Violence hurt when self-directed. His five-year NFL career ended not by a season-ending injury with the Indianapolis Colts in 2012, but by "drugs and alcohol," he said. He battled depression, he told Notre Dame Insider in an illuminating 2015 article.
"Too much of that childhood trauma," Zbikowski said. "I didn't know you could escape all that anger."
When a 2013 bid with the Chicago Bears fell through, Zbikowski sought "something in common" with his grandfather and father, also Ed, and entered the Chicago Fire Academy in 2014.
After his first shift of a three-year stint with Engine Company 83 in Chicago, Zbikowski said he sat in the station garage and wept, "thinking about how I ended my football career. You're talking 2015 and I've been plotting and scheming my way back since then," he said.
First came positions coaching high school wrestling and football. Last year, Zbikowski re-entered the college ranks at Western Michigan as a defensive quality control assistant.
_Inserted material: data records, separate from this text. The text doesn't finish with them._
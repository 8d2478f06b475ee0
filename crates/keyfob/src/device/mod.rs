//! Device orchestration
//!
//! This module ties the protocol engines to the hardware for one wake
//! cycle. It implements:
//! - Wake source and operating mode sampling
//! - Mode selection between BLE bonding, radio key exchange and
//!   authentication
//! - BLE peripheral provisioning and RFID credential verification
//! - The immediate alert tone sequence
//! - The connection inactivity watchdog
//! - Orderly shutdown into deep sleep

mod alert;
mod board;
mod keyfob;
mod profile;
mod wake;
mod watchdog;

pub use self::alert::{Alert, AlertConfig, AlertState};
pub use self::board::Board;
pub use self::keyfob::{CycleReport, Hardware, Keyfob, LoopStatus, SessionKind, SleepReason};
pub use self::profile::{
    KeyfobProfile, ALERT_LEVEL_UUID, IMMEDIATE_ALERT_SERVICE_UUID, RFID_CHARACTERISTIC_UUID,
    RFID_SERVICE_UUID,
};
pub use self::wake::{DeviceMode, WakeContext, WakeupSource};
pub use self::watchdog::{ActivityTap, ActivityWatchdog};
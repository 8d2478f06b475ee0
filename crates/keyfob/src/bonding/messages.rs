//! Credential exchange messages

use super::constants::*;
use crate::error::{KeyfobError, KeyfobResult};
use crate::store::{RfidKey, RFID_KEY_SIZE};

/// Request frame asking the central for the RFID credential
pub fn credential_request() -> [u8; 1] {
    [CREDENTIAL_REQUEST]
}

/// Central's answer carrying the RFID credential
#[derive(Debug, Clone, PartialEq, Eq)]
pub struct CredentialResponse {
    /// Credential to store
    pub key: RfidKey,
}

impl CredentialResponse {
    /// Parse from raw packet
    pub fn parse(data: &[u8]) -> KeyfobResult<Self> {
        match data.first() {
            Some(&CREDENTIAL_RESPONSE) => {}
            Some(opcode) => {
                return Err(KeyfobError::UnknownData(format!(
                    "unexpected opcode 0x{:02X} on bonding channel",
                    opcode
                )))
            }
            None => return Err(KeyfobError::UnknownData("empty frame".into())),
        }

        Ok(Self {
            key: RfidKey::from_slice(&data[1..])?,
        })
    }

    /// Serialize to raw packet
    pub fn serialize(&self) -> Vec<u8> {
        let mut packet = Vec::with_capacity(1 + RFID_KEY_SIZE);

        packet.push(CREDENTIAL_RESPONSE);
        packet.extend_from_slice(self.key.as_bytes());

        packet
    }
}
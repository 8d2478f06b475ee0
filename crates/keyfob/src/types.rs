//! Type definitions shared by all protocol engines

use std::fmt;

/// Milliseconds on the device's monotonic clock
pub type Millis = u64;

/// Small integer address of a radio or BLE data-channel endpoint
#[derive(Debug, Clone, Copy, Default, PartialEq, Eq, Hash, PartialOrd, Ord)]
pub struct PeerId(pub u8);

impl PeerId {
    /// Address every listening endpoint accepts
    pub const BROADCAST: PeerId = PeerId(0xFF);

    /// Raw address value
    pub const fn value(&self) -> u8 {
        self.0
    }

    /// Whether this is the broadcast address
    pub const fn is_broadcast(&self) -> bool {
        self.0 == Self::BROADCAST.0
    }
}

impl From<u8> for PeerId {
    fn from(value: u8) -> Self {
        PeerId(value)
    }
}

impl fmt::Display for PeerId {
    fn fmt(&self, f: &mut fmt::Formatter<'_>) -> fmt::Result {
        if self.is_broadcast() {
            write!(f, "broadcast")
        } else {
            write!(f, "#{}", self.0)
        }
    }
}

/// Result of polling a protocol engine once
///
/// Every engine reports one of these per loop iteration. None of them is an
/// error: the orchestrator decides what each one means for the wake cycle.
#[derive(Debug, Clone, Copy, PartialEq, Eq)]
pub enum AuthOutcome {
    /// Exchange in progress, nothing to do yet
    Busy,
    /// Pairing engine finished and produced a credential
    Ok,
    /// Challenge/response acknowledged by the peer
    InitiatorOk,
    /// Nothing in flight, or the exchange failed for good
    NoAuthentication,
    /// Received bytes are not the expected protocol
    UnknownData,
    /// The link layer wants a passcode entered by a human
    PasscodeRequested,
}

impl AuthOutcome {
    /// Whether the outcome ends the current exchange
    pub fn is_terminal(&self) -> bool {
        !matches!(self, AuthOutcome::Busy | AuthOutcome::PasscodeRequested)
    }
}

impl fmt::Display for AuthOutcome {
    fn fmt(&self, f: &mut fmt::Formatter<'_>) -> fmt::Result {
        match self {
            AuthOutcome::Busy => write!(f, "Authentication busy"),
            AuthOutcome::Ok => write!(f, "Authentication OK"),
            AuthOutcome::InitiatorOk => write!(f, "Authentication as initiator OK"),
            AuthOutcome::NoAuthentication => write!(f, "No authentication"),
            AuthOutcome::UnknownData => write!(f, "Unknown data"),
            AuthOutcome::PasscodeRequested => write!(f, "Passcode requested"),
        }
    }
}
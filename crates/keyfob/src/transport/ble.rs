//! Bluetooth LE module interface

use super::radio::DatagramTransport;
use super::types::TransportResult;
use crate::types::Millis;
use crate::uuid::Uuid;
use bitflags::bitflags;

bitflags! {
    /// GATT characteristic properties
    #[derive(Debug, Clone, Copy, PartialEq, Eq)]
    pub struct CharacteristicProperties: u8 {
        const READ = 0x02;
        const WRITE_WITHOUT_RESPONSE = 0x04;
        const WRITE = 0x08;
        const NOTIFY = 0x10;
    }
}

bitflags! {
    /// Link security required to access a characteristic
    #[derive(Debug, Clone, Copy, PartialEq, Eq)]
    pub struct CharacteristicSecurity: u8 {
        const ENCRYPTED_READ = 0x01;
        const ENCRYPTED_WRITE = 0x02;
        const AUTHENTICATED = 0x04;
    }
}

/// A characteristic hosted by the keyfob's own GATT server
#[derive(Debug, Clone, PartialEq, Eq)]
pub struct LocalCharacteristic {
    /// Owning service
    pub service: Uuid,
    /// Characteristic UUID
    pub uuid: Uuid,
    /// Properties advertised to clients
    pub properties: CharacteristicProperties,
    /// Security required from clients
    pub security: CharacteristicSecurity,
    /// Maximum value length in bytes
    pub max_len: usize,
    /// Attribute handle, once the module has assigned one
    pub handle: Option<u16>,
}

impl LocalCharacteristic {
    /// Create a characteristic without a handle
    pub fn new(
        service: Uuid,
        uuid: Uuid,
        properties: CharacteristicProperties,
        security: CharacteristicSecurity,
        max_len: usize,
    ) -> Self {
        Self {
            service,
            uuid,
            properties,
            security,
            max_len,
            handle: None,
        }
    }

    /// Whether writes require an encrypted link
    pub fn requires_encryption(&self) -> bool {
        self.security.contains(CharacteristicSecurity::ENCRYPTED_WRITE)
    }
}

/// Events raised by the BLE module, queued until the main loop drains them
#[derive(Debug, Clone, PartialEq, Eq)]
pub enum BleEvent {
    /// The link layer needs a passcode entered
    PasscodeWanted,
    /// A central connected
    ConnectionUp,
    /// The central disconnected
    ConnectionDown,
    /// Bonding completed and the link is encrypted
    BondingBonded,
    /// A central wrote one of the local characteristics
    CharacteristicWritten {
        /// Characteristic that changed
        uuid: Uuid,
        /// New value
        value: Vec<u8>,
    },
}

/// Bluetooth LE module acting as a GATT peripheral
///
/// The datagram part of the interface is the serial data channel used by
/// the bonding engine once the link is encrypted.
pub trait BleTransport: DatagramTransport {
    /// Bring up the module
    fn init(&mut self) -> TransportResult<()>;

    /// Whether [`init`](Self::init) succeeded since the last wake
    fn is_initialized(&self) -> bool;

    /// Whether a central is connected. Readable before `init`.
    fn is_connected(&self) -> bool;

    /// Whether the current link is bonded
    fn is_bonded(&self) -> bool;

    /// Whether the current link is encrypted
    fn is_secured(&self) -> bool;

    /// Start connectable advertising for at most `timeout_ms`
    fn start_advertising(&mut self, timeout_ms: Millis) -> TransportResult<()>;

    /// Drop the current link
    fn disconnect(&mut self, timeout_ms: Millis) -> TransportResult<()>;

    /// Put the module into its low-power state
    fn sleep(&mut self);

    /// Program services, characteristics and device name into an
    /// unconfigured module, then reboot it.
    fn program_peripheral(
        &mut self,
        characteristics: &[LocalCharacteristic],
        device_name: &str,
    ) -> TransportResult<()>;

    /// Handle the module assigned to a characteristic
    fn local_handle(&self, uuid: &Uuid) -> Option<u16>;

    /// Start serving the characteristics
    fn begin_peripheral(&mut self, characteristics: &[LocalCharacteristic]) -> TransportResult<()>;

    /// Current value of a local characteristic. `None` if the module does not know it.
    fn read_local_characteristic(&mut self, characteristic: &LocalCharacteristic) -> Option<Vec<u8>>;

    /// Overwrite the value of a local characteristic
    fn write_local_characteristic(
        &mut self,
        characteristic: &LocalCharacteristic,
        value: &[u8],
    ) -> TransportResult<()>;

    /// Next pending event, if any
    fn poll_event(&mut self) -> Option<BleEvent>;
}
//! Board-level signals and actuators

use crate::types::Millis;

/// GPIO inputs and outputs of the keyfob board
pub trait Board {
    /// Whether the last reset was a wake from standby rather than power-on
    fn woke_from_standby(&mut self) -> bool;

    /// Whether the charging cable is plugged in
    fn cable_present(&mut self) -> bool;

    /// Whether the push button is held
    fn button_pressed(&mut self) -> bool;

    /// Play a tone on the buzzer
    fn tone(&mut self, frequency_hz: u32, duration_ms: Millis);

    /// Prompt the user to enter the BLE passcode
    fn request_passcode_entry(&mut self);

    /// Enter the lowest power state; wake sources are armed by the board
    fn enter_deep_sleep(&mut self);
}
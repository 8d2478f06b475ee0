//! BLE bonding engine

use super::constants::*;
use super::messages::{credential_request, CredentialResponse};
use crate::error::{KeyfobError, KeyfobResult};
use crate::store::RfidKey;
use crate::transport::BleTransport;
use crate::types::{AuthOutcome, Millis};
use log::{debug, info, warn};

/// Bonding state
#[derive(Debug, Clone, Copy, PartialEq, Eq)]
pub enum BondingState {
    /// No session
    Idle,
    /// Advertising for a central
    Advertising,
    /// Link layer waiting for passcode entry
    PasscodeRequested,
    /// Bond established, fetching the credential
    Bonded,
    /// Credential received
    CredentialExchanged,
}

/// Bonding configuration
#[derive(Debug, Clone)]
pub struct BondingConfig {
    /// How long to advertise for a central
    pub advertising_window_ms: Millis,
    /// How long the user has to enter the passcode
    pub passcode_window_ms: Millis,
    /// How long the central has to send the credential after bonding
    pub credential_timeout_ms: Millis,
}

impl Default for BondingConfig {
    fn default() -> Self {
        Self {
            advertising_window_ms: BONDING_ADVERTISING_WINDOW,
            passcode_window_ms: PASSCODE_ENTRY_WINDOW,
            credential_timeout_ms: CREDENTIAL_TIMEOUT,
        }
    }
}

/// Drives one BLE pairing session up to the credential exchange
///
/// Link events reach the engine through the `on_*` methods; `poll` turns
/// them into state transitions so every transition happens on the main loop.
#[derive(Debug)]
pub struct BondingEngine {
    config: BondingConfig,
    state: BondingState,
    phase_started_at: Millis,
    passcode_pending: bool,
    bonded_pending: bool,
    link_lost: bool,
    request_sent: bool,
    credential: Option<RfidKey>,
}

impl BondingEngine {
    /// Create an idle engine
    pub fn new(config: BondingConfig) -> Self {
        Self {
            config,
            state: BondingState::Idle,
            phase_started_at: 0,
            passcode_pending: false,
            bonded_pending: false,
            link_lost: false,
            request_sent: false,
            credential: None,
        }
    }

    /// Current state
    pub fn state(&self) -> BondingState {
        self.state
    }

    /// Abandon the session
    pub fn reset(&mut self) {
        self.state = BondingState::Idle;
        self.passcode_pending = false;
        self.bonded_pending = false;
        self.link_lost = false;
        self.request_sent = false;
        self.credential = None;
    }

    /// Start advertising for a central. Returns false when the module
    /// refuses, leaving the engine idle.
    pub fn start_pairing<B: BleTransport + ?Sized>(&mut self, ble: &mut B, now: Millis) -> bool {
        self.reset();

        if let Err(e) = ble.start_advertising(self.config.advertising_window_ms) {
            warn!("Cannot advertise for bonding: {}", e);
            return false;
        }

        info!("Advertising for a central to bond with");
        self.state = BondingState::Advertising;
        self.phase_started_at = now;
        true
    }

    /// The link layer asked for a passcode
    pub fn on_passcode_requested(&mut self) {
        if self.is_active() {
            self.passcode_pending = true;
        }
    }

    /// The link layer reported a completed bond
    pub fn on_bonded(&mut self) {
        if self.is_active() {
            self.bonded_pending = true;
        }
    }

    /// The central dropped the link
    pub fn on_link_down(&mut self) {
        if self.is_active() {
            self.link_lost = true;
        }
    }

    /// Advance the session
    pub fn poll<B: BleTransport + ?Sized>(&mut self, ble: &mut B, now: Millis) -> AuthOutcome {
        if self.link_lost && self.is_active() {
            info!("Link dropped during bonding");
            self.reset();
            return AuthOutcome::NoAuthentication;
        }

        match self.state {
            BondingState::Idle => AuthOutcome::NoAuthentication,
            BondingState::CredentialExchanged => AuthOutcome::Ok,
            BondingState::Advertising => {
                if self.bonded_pending {
                    self.enter_bonded(now);
                    AuthOutcome::Busy
                } else if self.passcode_pending {
                    self.passcode_pending = false;
                    self.state = BondingState::PasscodeRequested;
                    self.phase_started_at = now;
                    AuthOutcome::PasscodeRequested
                } else {
                    self.check_window(now, self.config.advertising_window_ms, "advertising")
                }
            }
            BondingState::PasscodeRequested => {
                if self.bonded_pending {
                    self.enter_bonded(now);
                    AuthOutcome::Busy
                } else {
                    self.check_window(now, self.config.passcode_window_ms, "passcode entry")
                }
            }
            BondingState::Bonded => self.poll_bonded(ble, now),
        }
    }

    /// Credential received from the central
    pub fn credential(&self) -> KeyfobResult<RfidKey> {
        match (self.state, self.credential.as_ref()) {
            (BondingState::CredentialExchanged, Some(key)) => Ok(key.clone()),
            _ => Err(KeyfobError::InvalidState),
        }
    }

    fn is_active(&self) -> bool {
        !matches!(self.state, BondingState::Idle | BondingState::CredentialExchanged)
    }

    fn enter_bonded(&mut self, now: Millis) {
        info!("Bonded with central");
        self.bonded_pending = false;
        self.passcode_pending = false;
        self.request_sent = false;
        self.state = BondingState::Bonded;
        self.phase_started_at = now;
    }

    fn check_window(&mut self, now: Millis, window: Millis, phase: &str) -> AuthOutcome {
        if now.saturating_sub(self.phase_started_at) > window {
            info!("Bonding timed out during {}", phase);
            self.reset();
            AuthOutcome::NoAuthentication
        } else {
            AuthOutcome::Busy
        }
    }

    fn poll_bonded<B: BleTransport + ?Sized>(&mut self, ble: &mut B, now: Millis) -> AuthOutcome {
        if now.saturating_sub(self.phase_started_at) > self.config.credential_timeout_ms {
            info!("Central did not provide a credential");
            self.reset();
            return AuthOutcome::NoAuthentication;
        }

        if !(ble.is_bonded() && ble.is_secured()) {
            debug!("Waiting for an encrypted link");
            return AuthOutcome::Busy;
        }

        if !self.request_sent {
            let central = ble.peer_address();
            if let Err(e) = ble.send(central, &credential_request()) {
                warn!("Credential request failed: {}", e);
                self.reset();
                return AuthOutcome::NoAuthentication;
            }
            self.request_sent = true;
            return AuthOutcome::Busy;
        }

        while let Some(datagram) = ble.receive() {
            match CredentialResponse::parse(&datagram.data) {
                Ok(response) => {
                    info!("Received RFID credential {}", response.key.fingerprint());
                    self.credential = Some(response.key);
                    self.state = BondingState::CredentialExchanged;
                    return AuthOutcome::Ok;
                }
                Err(e) => warn!("Ignoring data on bonding channel: {}", e),
            }
        }

        AuthOutcome::Busy
    }
}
Ironically, childhood joy, not trauma, helped turn the corner.
The first of Tom and Hannah Zbikowski's three children, Tommy Julian, was born Sept. 15, 2020, a few months after Tom's last amateur fight at the Aragon Ballroom in March 2020.
"Having my son is what put me on the right path," Zbikowski said. "I didn't have the same anger."
Fortunately for the Brown Bears, his passion remained.
"We knew the kind of energy and intensity Tom played with and what that meant to his teams during his playing days, and knew before we brought him to Brown that he brought that same kind of intensity to coaching," said Brown head coach James Perry.
"He has brought those things to our team here at Brown and our guys feed off that. His knowledge and experience from the highest level in the NFL and college football have benefitted our players tremendously," Perry said.
Coaching in the Ivy League, which Zbikowski would never have imagined, players crave film study and "love when I bark at them on the field," he said.
He treats each player as an individual and aims to develop the traits they possess emotionally, mentally, physically.
"I teach them all the life lessons and how it relates" to football, Zbikowski said. "A lot of them know my life story, and when I preach it doesn't need to be repeated. The level of respect that I get from those kids brings joy to my life. It heals how I ended my football career," he said.
"My only goal is to make sure they can thrive."